Stored data:
-----

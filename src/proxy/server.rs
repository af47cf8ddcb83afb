//! Proxy server module
//!
//! Owns the host-facing listener. Each accepted connection gets its own
//! session task that relays control messages between host and device until a
//! connect request appears, then hands the pair of connections to the
//! establisher. Session faults are contained per task; a broken device link
//! aborts the whole server.

use std::sync::Arc;

use log::{debug, error, info};
use tokio::net::TcpStream;
use tokio::task::JoinSet;

use crate::common::{ProxyError, Result};
use crate::config::ProxyConfig;
use crate::mux::{ConnectRequest, MuxConnection};
use crate::tls::PairRecord;
use crate::transport::{self, Stream};

use super::establish::handle_connect_to_service;
use super::registry::ServiceRegistry;
use super::session::{ProxySession, ServiceInfo};

/// Intercepting proxy server
///
/// Handles host connections and forwards traffic to the device-side
/// multiplexer, recording every proxied service session.
pub struct DebugProxy {
    /// Proxy configuration
    config: Arc<ProxyConfig>,
    /// Service transport policies
    registry: Arc<ServiceRegistry>,
    /// Pairing credential shared by all sessions
    pair_record: Arc<PairRecord>,
}

impl DebugProxy {
    /// Create a new proxy instance
    ///
    /// # Parameters
    ///
    /// * `config` - Proxy configuration
    /// * `pair_record` - Pairing credential for secure upgrades
    pub fn new(config: Arc<ProxyConfig>, pair_record: PairRecord) -> Self {
        Self {
            config,
            registry: Arc::new(ServiceRegistry::builtin()),
            pair_record: Arc::new(pair_record),
        }
    }

    /// Start the proxy service
    ///
    /// This is a blocking method that runs until the listener fails or the
    /// device link breaks.
    pub async fn run(&self) -> Result<()> {
        let listener = tokio::net::TcpListener::bind(self.config.listen).await?;

        info!("Proxy service started, listening on {}", self.config.listen);
        info!("Forwarding to device multiplexer at {}", self.config.device);

        let mut tasks: JoinSet<Result<()>> = JoinSet::new();

        loop {
            // Reap finished sessions; only a broken device link is fatal.
            while let Some(result) = tasks.try_join_next() {
                match result {
                    Ok(Ok(())) => {}
                    Ok(Err(e)) if e.is_fatal() => {
                        error!("Device link failure: {}", e);
                        return Err(e);
                    }
                    Ok(Err(e)) => debug!("Session ended with error: {}", e),
                    Err(e) => error!("Task error: {}", e),
                }
            }

            match listener.accept().await {
                Ok((host_stream, host_addr)) => {
                    info!("Accepted connection from {}", host_addr);

                    let config = Arc::clone(&self.config);
                    let registry = Arc::clone(&self.registry);
                    let pair_record = Arc::clone(&self.pair_record);

                    tasks.spawn(async move {
                        handle_host_connection(host_stream, config, registry, pair_record).await
                    });
                }
                Err(e) => {
                    error!("Error accepting connection: {}", e);
                }
            }
        }
    }
}

/// Drive one host connection through its control phase
///
/// Non-connect control messages are relayed to the device and their replies
/// relayed back. The first connect request promotes the pair of connections
/// into a forwarding session, which runs to completion inside this task.
async fn handle_host_connection(
    host_stream: TcpStream,
    config: Arc<ProxyConfig>,
    registry: Arc<ServiceRegistry>,
    pair_record: Arc<PairRecord>,
) -> Result<()> {
    let device_stream = transport::connect(config.device)
        .await
        .map_err(|e| ProxyError::DeviceLink(format!("cannot reach device at {}: {}", config.device, e)))?;

    let mut host_mux = MuxConnection::new(Stream::Tcp(host_stream));
    let mut device_mux = MuxConnection::new(device_stream);

    loop {
        let request = host_mux.read_message().await?;

        if let Some(connect) = ConnectRequest::parse(&request.payload) {
            let service = resolve_service(&config, connect.port);
            let session =
                Arc::new(ProxySession::new(&config.dump_dir, service, Arc::clone(&pair_record))?);

            return handle_connect_to_service(request, host_mux, device_mux, session, &registry)
                .await;
        }

        // Not a connect request: relay it and its reply unmodified.
        device_mux
            .send_message(&request)
            .await
            .map_err(|e| ProxyError::DeviceLink(format!("failed relaying control message: {}", e)))?;
        let reply = device_mux
            .read_message()
            .await
            .map_err(|e| ProxyError::DeviceLink(format!("failed reading control reply: {}", e)))?;
        host_mux.send_message(&reply).await?;
    }
}

/// Label a connect request with service information
///
/// Ports missing from the configured table get the catch-all policy; the
/// port number stands in for the unknown name.
fn resolve_service(config: &ProxyConfig, port: u16) -> ServiceInfo {
    match config.service_for_port(port) {
        Some(entry) => ServiceInfo {
            service_name: entry.service_name.clone(),
            port,
            use_ssl: entry.use_ssl,
        },
        None => {
            debug!("No service entry for port {}, using binary dump", port);
            ServiceInfo { service_name: format!("port-{}", port), port, use_ssl: false }
        }
    }
}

-----

• Instructions to follow: Retype each of the records, word for word, with nothing added or dropped.

• Answer for this exercise:
filename src/proxy/server.rs
repository af47cf8ddcb83afb
//! Proxy server module
//!
//! Owns the host-facing listener. Each accepted connection gets its own
//! session task that relays control messages between host and device until a
//! connect request appears, then hands the pair of connections to the
//! establisher. Session faults are contained per task; a broken device link
//! aborts the whole server.

use std::sync::Arc;

use log::{debug, error, info};
use tokio::net::TcpStream;
use tokio::task::JoinSet;

use crate::common::{ProxyError, Result};
use crate::config::ProxyConfig;
use crate::mux::{ConnectRequest, MuxConnection};
use crate::tls::PairRecord;
use crate::transport::{self, Stream};

use super::establish::handle_connect_to_service;
use super::registry::ServiceRegistry;
use super::session::{ProxySession, ServiceInfo};

/// Intercepting proxy server
///
/// Handles host connections and forwards traffic to the device-side
/// multiplexer, recording every proxied service session.
pub struct DebugProxy {
    /// Proxy configuration
    config: Arc<ProxyConfig>,
    /// Service transport policies
    registry: Arc<ServiceRegistry>,
    /// Pairing credential shared by all sessions
    pair_record: Arc<PairRecord>,
}

impl DebugProxy {
    /// Create a new proxy instance
    ///
    /// # Parameters
    ///
    /// * `config` - Proxy configuration
    /// * `pair_record` - Pairing credential for secure upgrades
    pub fn new(config: Arc<ProxyConfig>, pair_record: PairRecord) -> Self {
        Self {
            config,
            registry: Arc::new(ServiceRegistry::builtin()),
            pair_record: Arc::new(pair_record),
        }
    }

    /// Start the proxy service
    ///
    /// This is a blocking method that runs until the listener fails or the
    /// device link breaks.
    pub async fn run(&self) -> Result<()> {
        let listener = tokio::net::TcpListener::bind(self.config.listen).await?;

        info!("Proxy service started, listening on {}", self.config.listen);
        info!("Forwarding to device multiplexer at {}", self.config.device);

        let mut tasks: JoinSet<Result<()>> = JoinSet::new();

        loop {
            // Reap finished sessions; only a broken device link is fatal.
            while let Some(result) = tasks.try_join_next() {
                match result {
                    Ok(Ok(())) => {}
                    Ok(Err(e)) if e.is_fatal() => {
                        error!("Device link failure: {}", e);
                        return Err(e);
                    }
                    Ok(Err(e)) => debug!("Session ended with error: {}", e),
                    Err(e) => error!("Task error: {}", e),
                }
            }

            match listener.accept().await {
                Ok((host_stream, host_addr)) => {
                    info!("Accepted connection from {}", host_addr);

                    let config = Arc::clone(&self.config);
                    let registry = Arc::clone(&self.registry);
                    let pair_record = Arc::clone(&self.pair_record);

                    tasks.spawn(async move {
                        handle_host_connection(host_stream, config, registry, pair_record).await
                    });
                }
                Err(e) => {
                    error!("Error accepting connection: {}", e);
                }
            }
        }
    }
}

/// Drive one host connection through its control phase
///
/// Non-connect control messages are relayed to the device and their replies
/// relayed back. The first connect request promotes the pair of connections
/// into a forwarding session, which runs to completion inside this task.
async fn handle_host_connection(
    host_stream: TcpStream,
    config: Arc<ProxyConfig>,
    registry: Arc<ServiceRegistry>,
    pair_record: Arc<PairRecord>,
) -> Result<()> {
    let device_stream = transport::connect(config.device)
        .await
        .map_err(|e| ProxyError::DeviceLink(format!("cannot reach device at {}: {}", config.device, e)))?;

    let mut host_mux = MuxConnection::new(Stream::Tcp(host_stream));
    let mut device_mux = MuxConnection::new(device_stream);

    loop {
        let request = host_mux.read_message().await?;

        if let Some(connect) = ConnectRequest::parse(&request.payload) {
            let service = resolve_service(&config, connect.port);
            let session =
                Arc::new(ProxySession::new(&config.dump_dir, service, Arc::clone(&pair_record))?);

            return handle_connect_to_service(request, host_mux, device_mux, session, &registry)
                .await;
        }

        // Not a connect request: relay it and its reply unmodified.
        device_mux
            .send_message(&request)
            .await
            .map_err(|e| ProxyError::DeviceLink(format!("failed relaying control message: {}", e)))?;
        let reply = device_mux
            .read_message()
            .await
            .map_err(|e| ProxyError::DeviceLink(format!("failed reading control reply: {}", e)))?;
        host_mux.send_message(&reply).await?;
    }
}

/// Label a connect request with service information
///
/// Ports missing from the configured table get the catch-all policy; the
/// port number stands in for the unknown name.
fn resolve_service(config: &ProxyConfig, port: u16) -> ServiceInfo {
    match config.service_for_port(port) {
        Some(entry) => ServiceInfo {
            service_name: entry.service_name.clone(),
            port,
            use_ssl: entry.use_ssl,
        },
        None => {
            debug!("No service entry for port {}, using binary dump", port);
            ServiceInfo { service_name: format!("port-{}", port), port, use_ssl: false }
        }
    }
}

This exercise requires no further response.